| SUPPLIED RECORDS |
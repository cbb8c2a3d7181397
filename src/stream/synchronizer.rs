//! The feed synchronizer: where each incoming fragment goes.
//!
//! ## Placement rules
//! - A fragment whose element already exists is an edit: its reply children
//!   are lifted out, the element is replaced, and the lifted replies are put
//!   back immediately after it. The logical parent map still records them as
//!   replies, so `replies_of` is independent of where they physically sit.
//! - A fragment with a present parent goes inside the parent, before its end.
//! - Anything else goes at feed level: older pages are prepended in server
//!   order, newer pages and live messages are appended.
//!
//! ## Scroll anchoring
//! Prepending an older page records the feed height `H1` first and sets
//! `scrollTop = H2 - H1` afterwards, so the message the user was looking at
//! stays put.

use std::collections::{BTreeSet, HashMap, HashSet};
use std::time::{Duration, Instant};

use tracing::{debug, info, warn};

use super::cursor::{BoundaryCursor, BoundaryState, Direction};
use super::{PINNED_CLASS, STASHED_CLASS};
use crate::config::ClientConfig;
use crate::dom::{subtree_ids, Document, Position};
use crate::error::{DomError, FeedError, Result};
use crate::protocol::{FeedReplace, Injection, MessageFragment, MessageId, Outbound};
use crate::timers::{TimerId, TimerKind, TimerQueue};

#[derive(Debug)]
pub struct StreamSynchronizer {
    feed: String,
    content: String,
    teaser: String,
    threshold: f64,
    stash_delay: Duration,
    stash_notice: String,
    older: BoundaryCursor,
    newer: BoundaryCursor,
    present: BTreeSet<MessageId>,
    /// reply id -> parent id, kept regardless of physical placement.
    parents: HashMap<MessageId, MessageId>,
    stashing: HashMap<MessageId, TimerId>,
    /// Elements created by `inline_reply_box`; only these may be refreshed.
    reply_boxes: HashSet<MessageId>,
    teasers: u64,
}

/// Ids of the direct children of `element` that are messages (attachment
/// strips and other decorations are skipped).
fn message_children<D: Document>(doc: &D, element: &str) -> Vec<String> {
    doc.child_ids(element)
        .into_iter()
        .filter(|id| MessageId::from_element_id(id).is_some())
        .collect()
}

| PROMPT |
Take the lines from the first line of the listing to the line containing "its reply children". Please print them exactly, ends included, with nothing else.

| WRITTEN SOLUTION |
repository cbb8c2a3d7181397
filename src/stream/synchronizer.rs
//! The feed synchronizer: where each incoming fragment goes.
//!
//! ## Placement rules
//! - A fragment whose element already exists is an edit: its reply children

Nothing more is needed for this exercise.